[Recorded data]
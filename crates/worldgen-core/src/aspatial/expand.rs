//! Expansion of spatial patches into rule-defined family sub-patches.
//!
//! Family `f` of spatial patch `p` is emitted as patch `p * 100 + f`; its
//! strata are emitted per spatial stratum `d` of the patch, with base id
//! `d * 100 + f`. Values
//! resolve per variable as: rule override for the family if present and not
//! blank, otherwise the template's aggregated value for the spatial patch
//! (with `area` scaled by the family's `pct_family_area`). Rule variables the
//! template does not declare are emitted ahead of the template variables and
//! must carry a value.

use std::collections::HashMap;

use tracing::warn;

use super::{AspatialRule, AspatialRuleSet, Override, OverrideTable, FAMILY_AREA_VARIABLE};
use crate::aggregate::Aggregates;
use crate::error::{Result, WorldgenError};
use crate::levels::{HierarchyNode, LevelMatrix};
use crate::template::{Level, Template, VariableDefinition};
use crate::writer::block::{stratum_id, Block, Line};

/// Family IDs reserve two decimal digits below the spatial patch ID.
pub const FAMILY_ID_FACTOR: i64 = 100;

/// Template variable whose aggregated value is scaled by the family area share.
const AREA_VARIABLE: &str = "area";

pub struct AspatialExpander<'a> {
    template: &'a Template,
    aggregates: &'a Aggregates,
    rules: &'a AspatialRuleSet,
    /// Patch key → rule identifier.
    patch_rules: HashMap<Vec<i64>, i64>,
}

impl<'a> AspatialExpander<'a> {
    /// Resolve the single rule of every spatial patch.
    ///
    /// `matrix` must carry the per-cell rule column.
    pub fn new(
        template: &'a Template,
        aggregates: &'a Aggregates,
        rules: &'a AspatialRuleSet,
        matrix: &LevelMatrix,
    ) -> Result<Self> {
        let mut patch_rules = HashMap::new();
        for (key, cells) in matrix.groups(Level::Patch).iter() {
            let patch = key[key.len() - 1];
            let mut seen: Vec<i64> = Vec::new();
            for &c in cells {
                if let Some(rule) = matrix.rule(c) {
                    if !seen.contains(&rule) {
                        seen.push(rule);
                    }
                }
            }
            let rule = match seen.as_slice() {
                [rule] => *rule,
                [] => {
                    return Err(WorldgenError::TemplateStructure {
                        reason: format!("patch {patch}: no aspatial rule column"),
                    })
                }
                many => {
                    return Err(WorldgenError::AmbiguousRule {
                        patch,
                        rules: many.to_vec(),
                    })
                }
            };
            match rules.get(rule) {
                None => return Err(WorldgenError::UnknownRule { patch, rule }),
                Some(r) if r.family_count() == 0 => return Err(WorldgenError::EmptyRule { patch, rule }),
                Some(_) => {}
            }
            patch_rules.insert(key.to_vec(), rule);
        }
        Ok(Self {
            template,
            aggregates,
            rules,
            patch_rules,
        })
    }

    /// Rule identifier resolved for the patch with this key.
    pub fn rule_of(&self, patch_key: &[i64]) -> Option<i64> {
        self.patch_rules.get(patch_key).copied()
    }

    /// Family blocks replacing the spatial `patch`. `strata` are the patch's
    /// spatial stratum units; every family repeats them.
    pub fn expand(&self, patch: &HierarchyNode, strata: &[&HierarchyNode]) -> Result<Vec<Block>> {
        let rule_id = self.rule_of(&patch.key).ok_or_else(|| WorldgenError::MissingGroup {
            name: super::RULE_VARIABLE.to_string(),
            key: patch.key.clone(),
        })?;
        let rule = self
            .rules
            .get(rule_id)
            .ok_or(WorldgenError::UnknownRule { patch: patch.id, rule: rule_id })?;

        (1..=rule.family_count())
            .map(|family| -> Result<Block> {
                let ctx = FamilyContext { rule_id, rule, family, patch };
                Ok(Block {
                    level: Level::Patch,
                    id: family_id(patch.id, family)?,
                    lines: self.family_lines(&ctx)?,
                    children: self.family_strata(&ctx, strata)?,
                })
            })
            .collect()
    }

    /// Patch-level lines: rule-only extras first, then template variables.
    fn family_lines(&self, ctx: &FamilyContext<'_>) -> Result<Vec<Line>> {
        let table = &ctx.rule.patch_level_vars;
        let defs: Vec<&VariableDefinition> = self
            .template
            .variables_at(Level::Patch, None)
            .filter(|d| d.is_supported())
            .collect();

        let mut lines = extras(table, &defs, ctx, ctx.family)?;
        let area_share = match table.lookup(FAMILY_AREA_VARIABLE, ctx.family) {
            Override::Value(v) => v,
            Override::Absent | Override::Blank => 1.0,
        };
        for def in defs {
            let value = match table.lookup(&def.name, ctx.family) {
                Override::Value(v) => v,
                Override::Absent | Override::Blank => {
                    let v = self.aggregates.value(def, &ctx.patch.key)?;
                    if def.name == AREA_VARIABLE {
                        v * area_share
                    } else {
                        v
                    }
                }
            };
            lines.push(Line::new(value, &def.name));
        }
        Ok(lines)
    }

    /// Stratum blocks of one family, for every spatial stratum of the patch.
    /// The family's stratum table decides the stratum count; without one the
    /// template's count applies.
    fn family_strata(&self, ctx: &FamilyContext<'_>, strata: &[&HierarchyNode]) -> Result<Vec<Block>> {
        let template_count = self.template.boundaries.stratum_count();
        let table = ctx.rule.strata(ctx.family);
        let count = table.map_or(template_count, |t| t.width() as u32);

        let mut indices: Vec<(u32, Vec<&VariableDefinition>)> = Vec::with_capacity(count as usize);
        for s in 1..=count {
            let index = if s <= template_count {
                s
            } else {
                warn!(
                    patch = ctx.patch.id,
                    family = ctx.family,
                    stratum = s,
                    template_strata = template_count,
                    "rule declares more strata than the template; using template stratum 1 values"
                );
                1
            };
            let defs = self
                .template
                .variables_at(Level::Stratum, Some(index))
                .filter(|d| d.is_supported())
                .collect();
            indices.push((s, defs));
        }

        let mut blocks = Vec::with_capacity(strata.len() * indices.len());
        for spatial in strata {
            let base = family_id(spatial.id, ctx.family)?;
            for (s, defs) in &indices {
                let column = *s as usize;
                let mut lines = match table {
                    Some(t) => extras(t, defs, ctx, column)?,
                    None => Vec::new(),
                };
                for def in defs {
                    let over = table.map_or(Override::Absent, |t| t.lookup(&def.name, column));
                    let value = match over {
                        Override::Value(v) => v,
                        Override::Absent | Override::Blank => self.aggregates.value(def, &spatial.key)?,
                    };
                    lines.push(Line::new(value, &def.name));
                }
                blocks.push(Block {
                    level: Level::Stratum,
                    id: stratum_id(base, *s, count)?,
                    lines,
                    children: Vec::new(),
                });
            }
        }
        Ok(blocks)
    }
}
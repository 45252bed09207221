//! Variable aggregation: one value per template variable per level grouping.
//!
//! Grouping key for a variable = level IDs from world down to the variable's
//! declared level. Stratum variables are defined once per stratum index, so
//! each index aggregates independently over the same stratum groups.
pub mod circular;
pub mod stats;

use std::collections::{BTreeMap, HashMap};

use tracing::{debug, warn};

use crate::cell_table::CellTable;
use crate::error::{Result, WorldgenError};
use crate::levels::{Groups, LevelMatrix};
use crate::template::{Aggregation, Level, Template, VariableDefinition, VariableId};
use circular::circular_mean_deg;
use stats::{mean, mode};

/// Aggregated result for one variable definition.
#[derive(Debug, Clone, PartialEq)]
pub enum AggregatedVariable {
    /// Same value for every grouping.
    Constant(f64),
    /// One value per level-ID key of the variable's level.
    Grouped {
        level: Level,
        values: HashMap<Vec<i64>, f64>,
    },
}

impl AggregatedVariable {
    /// Value for the unit identified by `key`. Keys deeper than the variable's
    /// level are truncated to it.
    pub fn lookup(&self, key: &[i64]) -> Option<f64> {
        match self {
            AggregatedVariable::Constant(v) => Some(*v),
            AggregatedVariable::Grouped { level, values } => {
                let key = key.get(..level.key_len())?;
                values.get(key).copied()
            }
        }
    }
}

/// Aggregated values of every supported variable, addressed by [`VariableId`].
#[derive(Debug, Clone, Default)]
pub struct Aggregates {
    values: BTreeMap<VariableId, AggregatedVariable>,
}

impl Aggregates {
    pub fn get(&self, id: VariableId) -> Option<&AggregatedVariable> {
        self.values.get(&id)
    }

    pub fn len(&self) -> usize {
        self.values.len()
    }

    pub fn is_empty(&self) -> bool {
        self.values.is_empty()
    }

    /// Value of `def` for the unit identified by `key`.
    /// A key with no aggregated group is a defect and aborts the run.
    pub fn value(&self, def: &VariableDefinition, key: &[i64]) -> Result<f64> {
        self.values
            .get(&def.id)
            .and_then(|agg| agg.lookup(key))
            .ok_or_else(|| WorldgenError::MissingGroup {
                name: def.name.clone(),
                key: key.to_vec(),
            })
    }
}

/// Aggregate every variable of `template` over the cells of `table`.
///
/// Unsupported operator lines are reported and skipped; everything else that
/// cannot be evaluated (non-numeric literal, missing column) is fatal.
pub fn aggregate(template: &Template, matrix: &LevelMatrix, table: &CellTable) -> Result<Aggregates> {
    let mut groups_by_level: HashMap<Level, Groups> = HashMap::new();
    let mut out = Aggregates::default();

    for def in &template.variables {
        let groups = groups_by_level
            .entry(def.level)
            .or_insert_with(|| matrix.groups(def.level));

        let agg = match &def.aggregation {
            Aggregation::Unsupported { keyword, line } => {
                warn!(line, keyword = %keyword, name = %def.name, "unsupported operator; template line skipped");
                continue;
            }
            Aggregation::Value { literal } => AggregatedVariable::Constant(parse_literal(literal, def)?),
            Aggregation::DValue { literal } => {
                AggregatedVariable::Constant(parse_literal(literal, def)?.trunc())
            }
            Aggregation::Area => {
                let cell_area = table.cell_area();
                per_group(def.level, groups, |cells| cells.len() as f64 * cell_area)
            }
            Aggregation::Aver { map } => {
                let col = table.column(map)?;
                per_group(def.level, groups, |cells| mean(col, cells))
            }
            Aggregation::Mode { map } => {
                let col = table.column(map)?;
                per_group(def.level, groups, |cells| mode(col, cells))
            }
            Aggregation::Eqn { scale, map } => {
                let scale = parse_literal(scale, def)?;
                let col = table.column(map)?;
                per_group(def.level, groups, |cells| mean(col, cells) * scale)
            }
            Aggregation::Spavg { map } => {
                let col = table.column(map)?;
                per_group(def.level, groups, |cells| circular_mean_deg(col, cells))
            }
        };
        out.values.insert(def.id, agg);
    }

    debug!(
        variables = out.len(),
        skipped = template.variables.len() - out.len(),
        "aggregation complete"
    );
    Ok(out)
}

fn per_group(level: Level, groups: &Groups, f: impl Fn(&[usize]) -> f64) -> AggregatedVariable {
    let values = groups
        .iter()
        .map(|(key, cells)| (key.to_vec(), f(cells)))
        .collect();
    AggregatedVariable::Grouped { level, values }
}

fn parse_literal(literal: &str, def: &VariableDefinition) -> Result<f64> {
    literal
        .trim()
        .parse::<f64>()
        .map_err(|_| WorldgenError::NonNumericLiteral {
            line: def.line,
            name: def.name.clone(),
            literal: literal.to_string(),
        })
}
//! Fatal error taxonomy for a worldfile generation run.
//!
//! Every variant aborts the whole run. The only recoverable condition, an
//! unrecognized operator keyword, never reaches this type: it is logged and
//! the offending line is skipped.

use crate::template::Level;

/// Convenience alias used throughout the crate.
pub type Result<T> = std::result::Result<T, WorldgenError>;

#[derive(Debug, thiserror::Error)]
pub enum WorldgenError {
    // ── Input errors ────────────────────────────────────────────────────────
    #[error("cell table has no column named `{name}`")]
    MissingColumn { name: String },

    #[error("cell table column `{name}` has {found} cells, expected {expected}")]
    ColumnLength {
        name: String,
        expected: usize,
        found: usize,
    },

    #[error("cell table is empty")]
    EmptyCellTable,

    #[error("cell {row}: `{column}` value {value} is not an integer id")]
    InvalidId { column: String, row: usize, value: f64 },

    #[error("cell table spans {count} world ids; a worldfile holds exactly one world")]
    MultipleWorlds { count: usize },

    #[error("invalid input: {0}")]
    Json(#[from] serde_json::Error),

    // ── Template semantic errors ────────────────────────────────────────────
    #[error("template structure: {reason}")]
    TemplateStructure { reason: String },

    #[error("template line {line} (`{name}`): literal `{literal}` is not numeric")]
    NonNumericLiteral {
        line: usize,
        name: String,
        literal: String,
    },

    #[error("template line {line} (`{name}`): {reason}")]
    InvalidOperands {
        line: usize,
        name: String,
        reason: String,
    },

    #[error("variable `{name}` has no value for group {key:?}")]
    MissingGroup { name: String, key: Vec<i64> },

    // ── Aspatial consistency errors ─────────────────────────────────────────
    #[error("patch {patch}: cells reference several aspatial rules {rules:?}")]
    AmbiguousRule { patch: i64, rules: Vec<i64> },

    #[error("patch {patch}: aspatial rule {rule} is not defined in the rule set")]
    UnknownRule { patch: i64, rule: i64 },

    #[error("patch {patch}: aspatial rule {rule} defines no families")]
    EmptyRule { patch: i64, rule: i64 },

    #[error("unit id {id} is too large to derive a {level} id from")]
    IdOverflow { id: i64, level: Level },

    #[error("rule {rule}, family {family}: `{name}` is blank and has no template default")]
    MissingOverride {
        rule: i64,
        family: usize,
        name: String,
    },

    // ── Output sink ─────────────────────────────────────────────────────────
    #[error("writing worldfile: {0}")]
    Io(#[from] std::io::Error),
}
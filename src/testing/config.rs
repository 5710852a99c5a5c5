//! YAML scenario schema
//!
//! A scenario names a target program, optionally overrides the adapter, and
//! lists steps run in order against one debug session.

use serde::Deserialize;
use std::path::PathBuf;

/// One scenario file
#[derive(Deserialize, Debug)]
pub struct TestScenario {
    pub name: String,
    pub description: Option<String>,
    /// Shell commands run in the scenario directory before connecting
    pub setup: Option<Vec<SetupStep>>,
    pub target: TargetConfig,
    /// Replaces the configured adapter for this scenario only
    pub adapter: Option<AdapterOverride>,
    pub steps: Vec<TestStep>,
}

#[derive(Deserialize, Debug)]
pub struct SetupStep {
    pub shell: String,
}

/// Program under test; relative paths are taken from the scenario directory
#[derive(Deserialize, Debug)]
pub struct TargetConfig {
    pub program: PathBuf,
    #[serde(default)]
    pub args: Vec<String>,
    #[serde(default)]
    pub stop_on_entry: bool,
}

#[derive(Deserialize, Debug)]
pub struct AdapterOverride {
    pub path: PathBuf,
    #[serde(default)]
    pub args: Vec<String>,
    pub adapter_id: Option<String>,
}

/// A step, tagged by `action`
#[derive(Deserialize, Debug)]
#[serde(tag = "action", rename_all = "snake_case")]
pub enum TestStep {
    /// Add a breakpoint or change its condition
    Break {
        file: PathBuf,
        line: u32,
        condition: Option<String>,
        /// Expected adapter verification
        verified: Option<bool>,
    },
    Clear {
        file: PathBuf,
        line: u32,
        /// Error code the removal must fail with
        error: Option<String>,
    },
    Launch,
    Continue,
    StepOver,
    StepIn,
    StepOut,
    /// Wait for the next stop or the end of the session
    Await {
        /// Seconds; 30 when omitted
        timeout: Option<u64>,
        expect: Option<StopExpectation>,
    },
    /// Check variables of the current frame's local scope
    InspectLocals {
        asserts: Vec<VariableAssertion>,
    },
    InspectStack {
        asserts: Vec<FrameAssertion>,
    },
    /// Match the concatenated program output
    CheckOutput {
        contains: Option<String>,
        /// Compared after trimming surrounding whitespace
        equals: Option<String>,
    },
    /// Evaluate in the current frame
    Evaluate {
        expression: String,
        expect: Option<EvaluateExpectation>,
    },
    Terminate,
}

/// What an `await` step expects
#[derive(Deserialize, Debug)]
pub struct StopExpectation {
    /// Substring of the stop reason; a finished session reports "exited"
    pub reason: Option<String>,
    /// Substring of the top frame's source path
    pub file: Option<String>,
    pub line: Option<u32>,
    pub exit_code: Option<i64>,
    pub thread_id: Option<i64>,
}

#[derive(Deserialize, Debug)]
pub struct VariableAssertion {
    pub name: String,
    pub value: Option<String>,
    pub value_contains: Option<String>,
    #[serde(rename = "type")]
    pub type_name: Option<String>,
}

#[derive(Deserialize, Debug)]
pub struct FrameAssertion {
    /// 0 is the innermost frame
    pub index: usize,
    /// Substring of the frame name
    pub function: Option<String>,
    pub file: Option<String>,
    /// Expected line number
    pub line: Option<u32>,
}

/// What an `evaluate` step expects
#[derive(Deserialize, Debug)]
pub struct EvaluateExpectation {
    /// `false` expects the evaluation to fail
    pub success: Option<bool>,
    /// Error code of the expected failure, e.g. `ADAPTER_ERROR`
    pub code: Option<String>,
    /// Expected result value
    pub result: Option<String>,
    pub result_contains: Option<String>,
    #[serde(rename = "type")]
    pub type_name: Option<String>,
}

#[cfg(test)]
mod tests {
    use super::*;

    #[test]
    fn test_parse_scenario() {
        let yaml = r#"
name: demo
target:
  program: ../fixtures/demo.py
steps:
  - action: break
    file: demo.py
    line: 5
  - action: launch
  - action: await
    expect:
      reason: breakpoint
      line: 5
  - action: evaluate
    expression: a + b
    expect:
      result: "5"
  - action: step_over
  - action: terminate
"#;
        let scenario: TestScenario = serde_yaml::from_str(yaml).unwrap();
        assert_eq!(scenario.name, "demo");
        assert!(scenario.adapter.is_none());
        assert_eq!(scenario.steps.len(), 6);
        assert!(matches!(scenario.steps[0], TestStep::Break { line: 5, .. }));
        assert!(matches!(scenario.steps[4], TestStep::StepOver));
    }
}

* ABOUT THIS EXERCISE *
Please copy every line of the data that carries the string "operator".

* RESPONSE *
/// Unsupported operator lines are reported and skipped; everything else that
                warn!(line, keyword = %keyword, name = %def.name, "unsupported operator; template line skipped");
//! unrecognized operator keyword, never reaches this type: it is logged and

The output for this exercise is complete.